§ **WHAT YOU ARE ASKED TO DO**
What is needed is an exact transcription of every entry below.
··········
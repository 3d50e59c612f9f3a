// Copyright (c) 2025 TexasFortress.AI
// This Source Code Form is subject to the terms of the Mozilla Public
// License, v. 2.0. If a copy of the MPL was not distributed with this
// file, You can obtain one at http://mozilla.org/MPL/2.0/.

//! Incremental replication of remote folders into the local store.

pub mod actions;
pub mod error;
pub mod orchestrator;
pub mod progress;
pub mod reconcile;
pub mod subject;
pub mod synchronizer;
pub mod window;

pub use actions::{delete, mark_read, ActionOutcome};
pub use error::SyncError;
pub use orchestrator::{FolderReport, SyncAccount, SyncMode, SyncOrchestrator, SyncReport};
pub use progress::{LogProgress, NoProgress, ProgressMonitor, SubProgress};
pub use reconcile::{default_reconcilers, ContactLinker, MessageReconciler, PseudoContactCreator};
pub use synchronizer::{FolderSync, FolderSynchronizer};
pub use window::SyncWindow;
··········
§ **RESULT OF THIS EXERCISE**
repository 3d50e59c612f9f3a
// Copyright (c) 2025 TexasFortress.AI
// This Source Code Form is subject to the terms of the Mozilla Public
// License, v. 2.0. If a copy of the MPL was not distributed with this
// file, You can obtain one at http://mozilla.org/MPL/2.0/.

//! Incremental replication of remote folders into the local store.

pub mod actions;
pub mod error;
pub mod orchestrator;
pub mod progress;
pub mod reconcile;
pub mod subject;
pub mod synchronizer;
pub mod window;

pub use actions::{delete, mark_read, ActionOutcome};
pub use error::SyncError;
pub use orchestrator::{FolderReport, SyncAccount, SyncMode, SyncOrchestrator, SyncReport};
pub use progress::{LogProgress, NoProgress, ProgressMonitor, SubProgress};
pub use reconcile::{default_reconcilers, ContactLinker, MessageReconciler, PseudoContactCreator};
pub use synchronizer::{FolderSync, FolderSynchronizer};
pub use window::SyncWindow;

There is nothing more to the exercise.